Profits first, patients last

Health care workers protest outside the University of Michigan Rogel Cancer Center in Ann Arbor, April 15.

Two thousand people a day are dying from the coronavirus in the United States. New York Gov. Andrew Cuomo has begged retired doctors and nurses to return to work.

All hands on deck to fight the pandemic, right?  Wrong. In the midst of a public health emergency, hospitals and doctors’ offices are firing workers.

“Last week, Bon Secours Mercy Health, which runs 51 hospitals in seven states, announced it would furlough 700 workers. On Wednesday, Ballad Health, which operates 21 hospitals across Tennessee and southwest Virginia, delivered the same bad news to 1,300 employees and said executives would take pay cuts. Employees at Children’s National Hospital in the District [Washington, D.C.] were informed this week that they must take off one week, using either vacation time or, if they have none, unpaid leave.” (Washington Post, April 9)

These outfits claim they’re “starved for cash” because the Covid-19 pandemic forced hospitals to delay “elective” surgeries like hip replacements. These necessary but deferrable procedures are the moneymakers for health factories. 

That’s capitalist health care for you. Everything is subordinated to the dollar, even during this crisis.

Hospital executives, like Beaumont Health CEO John Fox, are worried that the financially weakest 25 percent of hospitals could tank. “There’s no way the other hospitals can absorb their patients,” he told the Post.

Fox runs Michigan’s biggest hospital chain, which made a $132 million profit in 2018. He personally raked in over $5.6 million in 2017, an 82 percent increase from the year before. Yet starting wages at Beaumont were as low as $9.45 per hour last year.   

As Abayomi Azikiwe reported in Fighting Words, nurses at Beaumont Hospital are demanding additional personal protective equipment and other necessary measures. As of April 6, some 1,500 of Beaumont’s employees, including 500 nurses, may have the coronavirus. 

Fox used every dirty trick to try to defeat a union organizing drive by nurses. The National Labor Relations Board ruled against Beaumont in February.

After New York and New Jersey, Michigan has the largest number of coronavirus cases. Black people account for 40 percent of the deaths, even though they are just 14 percent of the state’s population.

The war against the coronavirus is too important to be left to generals like John Fox and the rest of the medical-industrial complex.

It isn’t just greed

Brokers selling absolutely necessary medical supplies are ripping off states by charging as much as they can. Why should capitalists pass up the chance to make millions just because people are dying?

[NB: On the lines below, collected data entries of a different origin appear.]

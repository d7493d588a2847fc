//! # Frame Receiver
//!
//! Recovers packet boundaries from a raw byte stream.
//!
//! The bus has no delimiters or length field, so framing relies on the
//! checksum alone: a six-byte window that validates is a packet, anything
//! else costs exactly one byte and the window slides forward.

use bytes::{Buf, BytesMut};
use tracing::trace;

use super::constants::PACKET_LEN;
use super::packet::Packet;

/// Rolling buffer that turns raw reads into validated packets
#[derive(Debug, Default)]
pub struct FrameReceiver {
    buffer: BytesMut,
    discarded: u64,
}

impl FrameReceiver {
    pub fn new() -> Self {
        Self::default()
    }

    /// Append bytes from a read
    ///
    /// Reads need not align with frame boundaries.
    pub fn extend(&mut self, data: &[u8]) {
        self.buffer.extend_from_slice(data);
    }

    /// Pull the next validated packet from the buffer
    ///
    /// Returns `None` once fewer than six bytes remain; that is the steady
    /// "waiting for more input" state, not an error.
    pub fn next_packet(&mut self) -> Option<Packet> {
        while self.buffer.len() >= PACKET_LEN {
            if let Some(packet) = Packet::try_decode(&self.buffer[..PACKET_LEN]) {
                self.buffer.advance(PACKET_LEN);
                return Some(packet);
            }

            trace!(
                "No frame at buffer head, discarding 0x{:02x} ({} bytes buffered)",
                self.buffer[0],
                self.buffer.len()
            );
            self.buffer.advance(1);
            self.discarded += 1;
        }

        None
    }

    /// Drain every packet currently available
    pub fn drain_packets(&mut self) -> Vec<Packet> {
        std::iter::from_fn(|| self.next_packet()).collect()
    }

    /// Bytes waiting for more input
    pub fn buffered(&self) -> usize {
        self.buffer.len()
    }

    /// Total bytes skipped while resynchronizing
    pub fn discarded(&self) -> u64 {
        self.discarded
    }
}
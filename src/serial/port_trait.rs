//! Trait abstraction for the write side of the bus to enable testing

use async_trait::async_trait;
use std::io;
use tokio::io::{AsyncWrite, AsyncWriteExt};

use crate::protocol::constants::PACKET_LEN;

/// Trait for writing encoded frames to the bus
#[cfg_attr(test, mockall::automock)]
#[async_trait]
pub trait BusWriter: Send {
    /// Write one encoded frame and flush it to the line
    async fn write_frame(&mut self, frame: &[u8; PACKET_LEN]) -> io::Result<()>;
}

/// Wrapper around any async writer (serial port half, duplex stream) that implements BusWriter
pub struct StreamWriter<W> {
    inner: W,
}

impl<W> StreamWriter<W> {
    pub fn new(inner: W) -> Self {
        Self { inner }
    }
}

#[async_trait]
impl<W> BusWriter for StreamWriter<W>
where
    W: AsyncWrite + Unpin + Send,
{
    async fn write_frame(&mut self, frame: &[u8; PACKET_LEN]) -> io::Result<()> {
        self.inner.write_all(frame).await?;
        self.inner.flush().await
    }
}
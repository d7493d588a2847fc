//! # Outgoing Dispatcher
//!
//! Drains the outgoing queue onto the bus.
//!
//! Each packet goes through two gates:
//!
//! 1. **Write permission** - queries always pass; writes need writes enabled
//!    and a whitelisted register. Refused packets are dropped silently.
//! 2. **Bus gap** - the bus must have been quiet for the minimum gap. A packet
//!    that comes too early goes to the back of the queue and the dispatcher
//!    sleeps for one gap. Packets enqueued later may overtake it.

use std::sync::Arc;
use tokio::sync::mpsc;
use tokio::time::{sleep, Duration};
use tracing::{debug, info, warn};

use super::state::BusState;
use crate::protocol::constants::WRITABLE_REGISTERS;
use crate::protocol::packet::Packet;
use crate::serial::BusWriter;

/// Which outgoing packets may reach the bus
#[derive(Debug, Clone, Copy)]
pub struct WritePolicy {
    writes_enabled: bool,
    writable: &'static [u8],
}

impl WritePolicy {
    pub fn new(writes_enabled: bool) -> Self {
        Self {
            writes_enabled,
            writable: WRITABLE_REGISTERS,
        }
    }

    /// Whether a packet for `register` may be sent
    pub fn permits(&self, register: u8) -> bool {
        if register == 0 {
            return true;
        }
        self.writes_enabled && self.writable.contains(&register)
    }
}

pub(crate) struct Dispatcher<W> {
    writer: W,
    queue: mpsc::Receiver<Packet>,
    requeue: mpsc::WeakSender<Packet>,
    held: Option<Packet>,
    policy: WritePolicy,
    gap: Duration,
    state: Arc<BusState>,
}

impl<W: BusWriter> Dispatcher<W> {
    pub fn new(
        writer: W,
        queue: mpsc::Receiver<Packet>,
        requeue: mpsc::WeakSender<Packet>,
        policy: WritePolicy,
        gap: Duration,
        state: Arc<BusState>,
    ) -> Self {
        Self {
            writer,
            queue,
            requeue,
            held: None,
            policy,
            gap,
            state,
        }
    }

    /// Run until the engine stops or every queue handle is gone
    pub async fn run(mut self) {
        loop {
            let packet = match self.held.take() {
                Some(packet) => packet,
                None => match self.queue.recv().await {
                    Some(packet) => packet,
                    None => {
                        debug!("Outgoing queue closed");
                        break;
                    }
                },
            };

            if !self.state.is_running() {
                break;
            }

            self.dispatch(packet).await;
        }

        info!("Outgoing dispatcher stopped");
    }

    async fn dispatch(&mut self, packet: Packet) {
        if !self.policy.permits(packet.register()) {
            debug!(
                "Outgoing not allowed for register 0x{:02x} = 0x{:02x}",
                packet.register(),
                packet.value()
            );
            return;
        }

        if !self.state.claim_bus(self.gap) {
            debug!(
                "Bus busy, delaying outgoing to 0x{:02x} register 0x{:02x} = 0x{:02x}",
                packet.destination(),
                packet.register(),
                packet.value()
            );
            self.defer(packet);
            sleep(self.gap).await;
            return;
        }

        match self.writer.write_frame(&packet.encode()).await {
            Ok(()) => debug!(
                "Sent outgoing to 0x{:02x} register 0x{:02x} = 0x{:02x}",
                packet.destination(),
                packet.register(),
                packet.value()
            ),
            Err(e) => warn!("Failed to write packet to Vallox bus: {}", e),
        }
    }

    /// Put a packet back at the end of the queue
    ///
    /// A full or closed queue cannot take it, so it is held and retried next.
    fn defer(&mut self, packet: Packet) {
        let requeued = match self.requeue.upgrade() {
            Some(queue) => queue.try_send(packet).map_err(|e| e.into_inner()),
            None => Err(packet),
        };

        if let Err(packet) = requeued {
            self.held = Some(packet);
        }
    }
}
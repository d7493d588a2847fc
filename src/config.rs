//! # Configuration Module
//!
//! Handles loading and validating configuration from TOML files.

use serde::de::Error;
use serde::Deserialize;
use std::fs;
use std::path::Path;
use std::time::Duration;

use crate::error::{Result, ValloxError};
use crate::protocol::constants::{
    DEFAULT_REMOTE_CLIENT_ID, REMOTE_CLIENT_ID_MAX, REMOTE_CLIENT_ID_MIN,
};

/// Main configuration structure
#[derive(Debug, Deserialize, Clone, Default)]
pub struct Config {
    #[serde(default)]
    pub serial: SerialConfig,
    #[serde(default)]
    pub bus: BusConfig,
    #[serde(default)]
    pub startup: StartupConfig,
}

/// Serial port configuration
#[derive(Debug, Deserialize, Clone)]
pub struct SerialConfig {
    #[serde(default = "default_device")]
    pub device: String,

    #[serde(default = "default_baud_rate")]
    pub baud_rate: u32,
}

/// Bus behaviour of the engine
#[derive(Debug, Deserialize, Clone)]
pub struct BusConfig {
    /// Address of this client, 0x20..=0x2f
    #[serde(default = "default_remote_client_id")]
    pub remote_client_id: u8,

    /// Allow register writes at all; queries are always allowed
    #[serde(default)]
    pub enable_write: bool,

    /// Minimum quiet time on the bus before transmitting
    #[serde(default = "default_min_gap_ms")]
    pub min_gap_ms: u64,

    /// Capacity of the incoming and outgoing queues
    #[serde(default = "default_queue_capacity")]
    pub queue_capacity: usize,
}

/// Actions the binary takes after opening the bus
#[derive(Debug, Deserialize, Clone, Default)]
pub struct StartupConfig {
    /// Fan speed to set once the bus is open, 0 leaves it untouched
    #[serde(default)]
    pub set_speed: u8,

    /// Print only events addressed to this client
    #[serde(default)]
    pub only_for_me: bool,
}

// Default value functions
fn default_device() -> String { "/dev/ttyUSB0".to_string() }
fn default_baud_rate() -> u32 { 9600 }

fn default_remote_client_id() -> u8 { DEFAULT_REMOTE_CLIENT_ID }
fn default_min_gap_ms() -> u64 { 50 }
fn default_queue_capacity() -> usize { 50 }

impl Default for SerialConfig {
    fn default() -> Self {
        Self {
            device: default_device(),
            baud_rate: default_baud_rate(),
        }
    }
}

impl Default for BusConfig {
    fn default() -> Self {
        Self {
            remote_client_id: default_remote_client_id(),
            enable_write: false,
            min_gap_ms: default_min_gap_ms(),
            queue_capacity: default_queue_capacity(),
        }
    }
}

impl BusConfig {
    /// Minimum inter-transmission gap
    pub fn min_gap(&self) -> Duration {
        Duration::from_millis(self.min_gap_ms)
    }

    /// Check the local bus address
    ///
    /// # Errors
    ///
    /// Returns [`ValloxError::InvalidRemoteClientId`] outside 0x20..=0x2f
    pub fn validate_remote_client_id(&self) -> Result<()> {
        if !(REMOTE_CLIENT_ID_MIN..=REMOTE_CLIENT_ID_MAX).contains(&self.remote_client_id) {
            return Err(ValloxError::InvalidRemoteClientId(self.remote_client_id));
        }
        Ok(())
    }
}

impl Config {
    /// Load configuration from a TOML file
    ///
    /// # Arguments
    ///
    /// * `path` - Path to the configuration file
    ///
    /// # Errors
    ///
    /// Returns error if:
    /// - File cannot be read
    /// - TOML parsing fails
    /// - Validation fails
    ///
    /// # Examples
    ///
    /// ```no_run
    /// use vallox_rs485::config::Config;
    ///
    /// let config = Config::load("config/default.toml")?;
    /// # Ok::<(), Box<dyn std::error::Error>>(())
    /// ```
    pub fn load<P: AsRef<Path>>(path: P) -> Result<Self> {
        let contents = fs::read_to_string(path)?;
        Self::from_toml(&contents)
    }

    /// Parse and validate configuration from a TOML string
    pub fn from_toml(contents: &str) -> Result<Self> {
        let config: Config = toml::from_str(contents)?;
        config.validate()?;
        Ok(config)
    }

    /// Validate configuration values
    ///
    /// # Errors
    ///
    /// Returns error if any configuration value is out of valid range
    pub fn validate(&self) -> Result<()> {
        if self.serial.device.is_empty() {
            return Err(ValloxError::Config(
                toml::de::Error::custom("serial device cannot be empty")
            ));
        }

        if ![4800, 9600, 19200].contains(&self.serial.baud_rate) {
            return Err(ValloxError::Config(
                toml::de::Error::custom("baud_rate must be one of: 4800, 9600, 19200")
            ));
        }

        self.bus.validate_remote_client_id()?;

        if self.bus.min_gap_ms == 0 || self.bus.min_gap_ms > 1000 {
            return Err(ValloxError::Config(
                toml::de::Error::custom("min_gap_ms must be between 1 and 1000")
            ));
        }

        if self.bus.queue_capacity == 0 || self.bus.queue_capacity > 1024 {
            return Err(ValloxError::Config(
                toml::de::Error::custom("queue_capacity must be between 1 and 1024")
            ));
        }

        if self.startup.set_speed > 8 {
            return Err(ValloxError::Config(
                toml::de::Error::custom("set_speed must be between 0 (disabled) and 8")
            ));
        }

        if self.startup.set_speed != 0 && !self.bus.enable_write {
            return Err(ValloxError::Config(
                toml::de::Error::custom("set_speed requires bus.enable_write = true")
            ));
        }

        Ok(())
    }
}
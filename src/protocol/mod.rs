//! # Vallox Protocol Module
//!
//! Implementation of the Vallox RS485 bus protocol.
//!
//! This module handles:
//! - Six-byte packet encoding with additive checksum
//! - Checksum-driven frame resynchronization
//! - Register value decoding (fan speed, temperature, humidity, CO2)

pub mod constants;
pub mod packet;
pub mod framer;
pub mod values;
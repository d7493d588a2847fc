//! # Vallox Bus Constants
//!
//! Bus addresses, known registers and frame layout of the Vallox RS485 protocol.

/// Frame length on the wire: system + source + destination + register + value + checksum
pub const PACKET_LEN: usize = 6;

/// System byte, constant for every frame on the bus
pub const SYSTEM: u8 = 0x01;

/// Multicast address for all ventilation units
pub const DEVICE_MULTICAST: u8 = 0x10;

/// Main ventilation unit
pub const DEVICE_MAIN: u8 = 0x11;

/// Multicast address for all remote controllers
pub const REMOTE_CLIENT_MULTICAST: u8 = 0x20;

/// Lowest address a remote client may use
pub const REMOTE_CLIENT_ID_MIN: u8 = 0x20;

/// Highest address a remote client may use
pub const REMOTE_CLIENT_ID_MAX: u8 = 0x2f;

/// Default address of this client on the bus
pub const DEFAULT_REMOTE_CLIENT_ID: u8 = 0x27;

/// Register 0 carries a query; the frame value names the queried register
pub const REGISTER_QUERY: u8 = 0x00;

/// Fan speed, readable and writable
pub const FAN_SPEED: u8 = 0x29;

// Temperatures broadcast by older units
/// Incoming air, outside
pub const TEMP_INCOMING_OUTSIDE: u8 = 0x58;
/// Outgoing air, inside
pub const TEMP_OUTGOING_INSIDE: u8 = 0x5a;
/// Incoming air, inside
pub const TEMP_INCOMING_INSIDE: u8 = 0x5b;
/// Outgoing air, outside
pub const TEMP_OUTGOING_OUTSIDE: u8 = 0x5c;

// Temperatures broadcast by newer units
/// Incoming air, outside
pub const TEMP_INCOMING_OUTSIDE_NEW: u8 = 0x32;
/// Outgoing air, outside
pub const TEMP_OUTGOING_OUTSIDE_NEW: u8 = 0x33;
/// Outgoing air, inside
pub const TEMP_OUTGOING_INSIDE_NEW: u8 = 0x34;
/// Incoming air, inside
pub const TEMP_INCOMING_INSIDE_NEW: u8 = 0x35;

/// Highest relative humidity of all sensors
pub const RH_HIGHEST: u8 = 0x2a;
/// CO2 reading, high byte
pub const CO2_HIGHEST_HIGH_BYTE: u8 = 0x2b;
/// CO2 reading, low byte
pub const CO2_HIGHEST_LOW_BYTE: u8 = 0x2c;
/// Relative humidity sensor 1
pub const RH1: u8 = 0x2f;
/// Relative humidity sensor 2
pub const RH2: u8 = 0x30;

/// Registers that may be written when writes are enabled
pub const WRITABLE_REGISTERS: &[u8] = &[FAN_SPEED];

#[cfg(test)]
mod tests {
    use super::*;

    #[test]
    fn test_address_constants() {
        assert_eq!(DEVICE_MULTICAST, 0x10);
        assert_eq!(DEVICE_MAIN, 0x11);
        assert_eq!(REMOTE_CLIENT_MULTICAST, 0x20);
        assert!((REMOTE_CLIENT_ID_MIN..=REMOTE_CLIENT_ID_MAX).contains(&DEFAULT_REMOTE_CLIENT_ID));
    }

    #[test]
    fn test_only_fan_speed_is_writable() {
        assert_eq!(WRITABLE_REGISTERS, &[FAN_SPEED]);
    }
}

“In Illinois, the state is lucky to get N95 masks, which typically cost $1.75 a piece, for $4.75 each, said an aide to [Illinois] Gov. J.B. Pritzker (D), who spoke on the condition of anonymity to discuss the bidding process. Prices can sometimes go up to $10 or $12 per mask, the aide said.

“Prices for medical gowns have soared to four or five times the usual cost, officials in several states said. A ventilator can now price for close to six figures.” (Washington Post, April 11

As repulsive and criminal as this swindling is, the real culprit is capitalist competition. Under capitalism, life-saving items like masks, gowns and ventilators are commodities to be sold at the highest profit, just like soda pop.

The result is that the states and the federal government bid against each other and send prices through the roof. 

This profiteering isn’t a problem for socialist countries like China or Cuba. Health care there is able to be planned, with workers and resources going where they are needed.

Under socialism, people are encouraged to organize and help each other. Members of Cuba’s Committees for the Defense of the Revolution check up on neighbors, particularly the elderly. So do over four million members of the Federation of Cuban Women and 300,000 Young Communist League members. The Workers Central Union of Cuba organizes workers to make masks and other personal protective equipment.

Contrast that with the United States, where racist police killed dozens of members of the Black Panther Party who organized free health clinics and programs providing free breakfasts to children.

What does affect Cuba is the U.S. government’s economic blockade, which has been intensified by Trump. That hasn’t stopped Cuba from sending health care workers to other countries to help people.

The Covid-19 crisis shows that Medicare for All, as proposed by Sen. Bernie Sanders, would be a big step forward. 

Even better is to fight for what socialist Cuba has: free health care for all.